白川は実母である康代に今後のことや許可をもらいたくても、治療してくれと言って勝手に電話を切ります。晶子は白川に安楽死という名の殺人を依頼してくるしで、二人の板ばさみになってしまいます。章太郎の意思を確認したくても、章太郎自身がもう痛み止めの薬で意識が朦朧としているのでできません。
白川はどうにかすることはできなかったのか?それぞれ言い分が違う二人のせいで、汚さなくてもいい手を汚してしまいます。初回はちょっと白川が気の毒な展開でした。
JAMOとは?
ドラマ内で出てくる架空の団体です。どんな団体なのか?まだ詳しくはわかりませんが、現時点で判明していることを記載します。
- Japan All Medical Organizationの頭文字を取って“JAMO”
- 日本名は“日本全医療機構”
- 正式名称は公益社団法人JAMO
- 会長はドイツ帰りの心臓外科医、新見偵一
- 副会長はフリーの麻酔科医、柴木香織
- 後見人は元内閣総理大臣、佐渡原一勝
主に何をする団体なのかは今回はわかりません。しかし新見が「今の医師社会は不整脈のような状態だ。その古い血管にバイパス手術を行うつもりです」と心臓外科医っぽいことを言います。要するに医師社会を改革しようとしているようです。その一つが“安楽死法法案”なのかもしれません。
また、色々な医療関係者を取り込もうとしているようで、山名は自らJAMOに足を運びさっそく採用されます。今の医療界に不満があるような人を主に狙っているみたいです。
積極的安楽死の法的扱い
劇中で晶子がネットで調べたといって持ってくる紙に書いてあったことです。
自分で積極的安楽死を行った(未遂も含む)場合は自殺なので犯罪にはならない。
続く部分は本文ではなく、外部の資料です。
//! Zellij plugin wrapper and entry point.
//!
//! Thin integration layer between the zroster library and the Zellij plugin
//! system. It translates host events into library events, feeds them to
//! [`handle_event`] and performs the returned actions through the host API.
//!
//! # Plugin Lifecycle
//!
//! 1. **Load**: Parse config, initialize tracing, create `AppState`
//! 2. **Subscribe**: `Key`, `WebRequestResult`, `Timer`, `PermissionRequestResult`
//! 3. **Permissions**: Once `WebAccess` is granted the employee list loads
//! 4. **Update**: Map events, delegate to the library, execute actions
//! 5. **Render**: Call the library render function
//!
//! # Event Mapping
//!
//! - `Key` → mode-dependent library event (see below)
//! - `WebRequestResult` → `Event::HttpCompleted`
//! - `Timer` → `Event::Tick`
//! - `PermissionRequestResult` → `Event::PermissionsResult`
//!
//! # Keybindings
//!
//! Global:
//! - `Ctrl+x`: Stop loading
//!
//! Table (normal mode and search results):
//! - `j`/`Down`/`Ctrl+n`, `k`/`Up`/`Ctrl+p`: Move selection
//! - `l`/`Right`/`PageDown`, `h`/`Left`/`PageUp`: Next/previous page
//! - `g`/`Home`, `G`/`End`: First/last page
//! - `+`: Cycle page size
//! - `1`-`9`: Sort by column
//! - `/`: Search (or edit the query from the results)
//! - `a`: Add, `e`/`Enter`: Edit, `d`/`Delete`: Delete
//! - `r`: Reload, `x`: Dismiss notification, `q`: Close plugin
//! - `Esc`: Clear filter (normal) or leave search
//!
//! Search input:
//! - Characters edit the query, `Enter` moves to the results, `Esc` leaves
//!
//! Form:
//! - `Tab`/`Down` and `Shift+Tab`/`Up`: Change field
//! - `Left`/`Right`: Cycle choices, `Enter`: Save, `Esc`: Cancel
//!
//! Delete confirmation:
//! - `Enter`/`y`: Delete, `Esc`/`n`: Cancel

#![allow(clippy::multiple_crate_versions)]

use std::collections::BTreeMap;
use zellij_tile::prelude::*;

use zroster::http::{HttpMethod, HttpResponse};
use zroster::table::Column;
use zroster::{handle_event, Action, Config, Event, InputMode, SearchFocus};

register_plugin!(State);

/// Plugin state wrapper around the library's `AppState`.
struct State {
    app: zroster::AppState,
}

impl Default for State {
    fn default() -> Self {
        Self {
            app: zroster::initialize(&Config::default()),
        }
    }
}

impl ZellijPlugin for State {
    /// Parses configuration, builds the state, requests permissions and
    /// subscribes to events. The first fetch waits for the permission result.
    fn load(&mut self, configuration: BTreeMap<String, String>) {
        let config = Config::from_zellij(&configuration);
        zroster::observability::init_tracing(&config);

        let span = tracing::debug_span!("plugin_load");
        let _guard = span.entered();

        tracing::debug!(
            use_auth = config.use_auth,
            mock_api_url = %config.mock_api_url,
            page_size = config.page_size,
            "parsed configuration"
        );
        self.app = zroster::initialize(&config);

        request_permission(&[PermissionType::WebAccess, PermissionType::ReadApplicationState]);
        subscribe(&[
            EventType::Key,
            EventType::WebRequestResult,
            EventType::Timer,
            EventType::PermissionRequestResult,
        ]);

        tracing::debug!("plugin load complete - waiting for permissions");
    }

    /// Handles a host event and returns whether to re-render.
    fn update(&mut self, event: zellij_tile::prelude::Event) -> bool {
        let event_name = Self::get_event_name(&event);
        let span_name = format!("plugin_update::{event_name}");
        let span = tracing::debug_span!("plugin_update_event", otel.name = %span_name, event_type = %event_name);
        let _guard = span.entered();

        let our_event = match event {
            zellij_tile::prelude::Event::Key(ref key) => match self.map_key_event(key) {
                Some(event) => event,
                None => return false,
            },
            zellij_tile::prelude::Event::WebRequestResult(status, headers, body, context) => {
                tracing::debug!(status, body_len = body.len(), "web request result");
                Event::HttpCompleted(HttpResponse {
                    status,
                    headers,
                    body,
                    context,
                })
            }
            zellij_tile::prelude::Event::Timer(_elapsed) => Event::Tick,
            zellij_tile::prelude::Event::PermissionRequestResult(status) => Event::PermissionsResult {
                granted: matches!(status, PermissionStatus::Granted),
            },
            _ => return false,
        };

        match handle_event(&mut self.app, &our_event) {
            Ok((should_render, actions)) => {
                tracing::debug!(action_count = actions.len(), should_render, "event handled");
                for action in &actions {
                    Self::execute_action(action);
                }
                should_render
            }
            Err(e) => {
                tracing::error!(error = %e, "error handling event");
                false
            }
        }
    }

    fn render(&mut self, rows: usize, cols: usize) {
        zroster::ui::render(&self.app, rows, cols);
    }
}

impl State {
    fn get_event_name(event: &zellij_tile::prelude::Event) -> String {
        match event {
            zellij_tile::prelude::Event::Key(key) => format!("Key({:?})", key.bare_key),
            zellij_tile::prelude::Event::WebRequestResult(status, ..) => format!("WebRequestResult({status})"),
            zellij_tile::prelude::Event::Timer(..) => "Timer".to_string(),
            zellij_tile::prelude::Event::PermissionRequestResult(..) => "PermissionRequestResult".to_string(),
            _ => "Other".to_string(),
        }
    }

    /// Maps a key press to an application event for the current input mode.
    fn map_key_event(&self, key: &KeyWithModifier) -> Option<Event> {
        tracing::debug!(bare_key = ?key.bare_key, "key event");

        let ctrl = key.has_modifiers(&[KeyModifier::Ctrl]);
        if ctrl && key.bare_key == BareKey::Char('x') {
            return Some(Event::ForceStopLoading);
        }

        match &self.app.input_mode {
            InputMode::Form(_) => Self::map_form_key(key),
            InputMode::ConfirmDelete(_) => match key.bare_key {
                BareKey::Enter | BareKey::Char('y' | 'Y') => Some(Event::Submit),
                BareKey::Esc | BareKey::Char('n' | 'N') => Some(Event::Cancel),
                _ => None,
            },
            InputMode::Search(SearchFocus::Typing) => match key.bare_key {
                BareKey::Esc => Some(Event::ExitSearch),
                BareKey::Enter => Some(Event::FocusResults),
                BareKey::Down if !ctrl => Some(Event::FocusResults),
                BareKey::Backspace => Some(Event::Backspace),
                BareKey::Char(c) if !ctrl => Some(Event::Char(c)),
                _ => None,
            },
            InputMode::Search(SearchFocus::Navigating) => match key.bare_key {
                BareKey::Esc => Some(Event::ExitSearch),
                BareKey::Char('/') => Some(Event::FocusSearchBar),
                _ => Self::map_table_key(key),
            },
            InputMode::Normal => match key.bare_key {
                BareKey::Esc => Some(Event::ClearFilter),
                BareKey::Char('/') => Some(Event::SearchMode),
                _ => Self::map_table_key(key),
            },
        }
    }

    /// Keys shared by normal mode and search results.
    fn map_table_key(key: &KeyWithModifier) -> Option<Event> {
        if key.has_modifiers(&[KeyModifier::Ctrl]) {
            return match key.bare_key {
                BareKey::Char('n') => Some(Event::MoveDown),
                BareKey::Char('p') => Some(Event::MoveUp),
                _ => None,
            };
        }

        Some(match key.bare_key {
            BareKey::Down | BareKey::Char('j') => Event::MoveDown,
            BareKey::Up | BareKey::Char('k') => Event::MoveUp,
            BareKey::Right | BareKey::PageDown | BareKey::Char('l') => Event::NextPage,
            BareKey::Left | BareKey::PageUp | BareKey::Char('h') => Event::PreviousPage,
            BareKey::Home | BareKey::Char('g') => Event::FirstPage,
            BareKey::End | BareKey::Char('G') => Event::LastPage,
            BareKey::Char('+') => Event::CyclePageSize,
            BareKey::Char(c @ '1'..='9') => Event::SortBy(Column::from_digit(c.to_digit(10)?)?),
            BareKey::Char('a') => Event::OpenAddForm,
            BareKey::Enter | BareKey::Char('e') => Event::EditSelected,
            BareKey::Delete | BareKey::Char('d') => Event::DeleteSelected,
            BareKey::Char('r') => Event::Reload,
            BareKey::Char('x') => Event::DismissNotification,
            BareKey::Char('q') => Event::CloseFocus,
            _ => return None,
        })
    }

    fn map_form_key(key: &KeyWithModifier) -> Option<Event> {
        let shift = key.has_modifiers(&[KeyModifier::Shift]);
        Some(match key.bare_key {
            BareKey::Tab if shift => Event::PreviousField,
            BareKey::Tab | BareKey::Down => Event::NextField,
            BareKey::Up => Event::PreviousField,
            BareKey::Left => Event::CycleChoice { forward: false },
            BareKey::Right => Event::CycleChoice { forward: true },
            BareKey::Enter => Event::Submit,
            BareKey::Esc => Event::Cancel,
            BareKey::Backspace => Event::Backspace,
            BareKey::Char(c) if !key.has_modifiers(&[KeyModifier::Ctrl]) => Event::Char(c),
            _ => return None,
        })
    }

    /// Performs an action through the Zellij host API.
    #[tracing::instrument(level = "debug")]
    fn execute_action(action: &Action) {
        match action {
            Action::CloseFocus => {
                tracing::debug!("closing plugin focus");
                hide_self();
            }
            Action::Dispatch(request) => {
                tracing::debug!(method = %request.method, url = %request.url, "dispatching web request");
                let verb = match request.method {
                    HttpMethod::Get => HttpVerb::Get,
                    HttpMethod::Post => HttpVerb::Post,
                    HttpMethod::Put => HttpVerb::Put,
                    HttpMethod::Delete => HttpVerb::Delete,
                };
                web_request(
                    &request.url,
                    verb,
                    request.headers.clone(),
                    request.body.clone(),
                    request.context.clone(),
                );
            }
            Action::ScheduleTimer { seconds } => {
                set_timeout(*seconds);
            }
        }
    }
}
日本では他人による積極的安楽死は法律で明確に容認されていないので、他人が積極的安楽死を行った(未遂も含む)場合は刑法上殺人罪の対象となる。
一般的に他人(一般的には医師)が行う場合は下記の四条件を全て満たす場合に容認される(違法性を阻却され刑事責任の対象にならない)。ドラマ内より引用
□ 患者が肉体的苦痛に苦しんでいること
□ 死が避けられずその死期が迫っていること
□ 患者の肉体的苦痛を除去、あるいは緩和するための方法を尽くし他に代替手段がないこと
□ 患者本人の明確的な意思表示があること
この4つの条件が揃わなければ犯罪になるということです。今回の場合、4番目の明確的な意思表示が今の章太郎からは、得られないから無理と白川は断ります。それでも晶子は食い下がり「殺してくれって、苦しい殺してくれ」と章太郎は言っているといいます。晶子が嘘をついているのかわかりませんが、“明確な意思表示”扱いにはならないようです。
WOWOWドラマ【神の手】1話のロケ地
武蔵野総合医療センターの舞台はこちらの病院です。
水戸赤十字病院
WOWOWドラマ【神の手】1話のまとめ
安楽死が起きないことには始まらないといった感じで、まず患者が死んでからがこのドラマの本当の始まりとなりそうな雰囲気でした。産みの母親と育ての母親、それぞれ言い分が違う二人との板ばさみになって、白川は結局安楽死という処置をします。しかし、病室には晶子と白川しかいなかったのに、誰がこの情報を流したのか?よくわかりませんが、白川が“安楽死処置をした”と広まります。次回以降どういった話になるのか、楽しみに視聴してみたいと思います。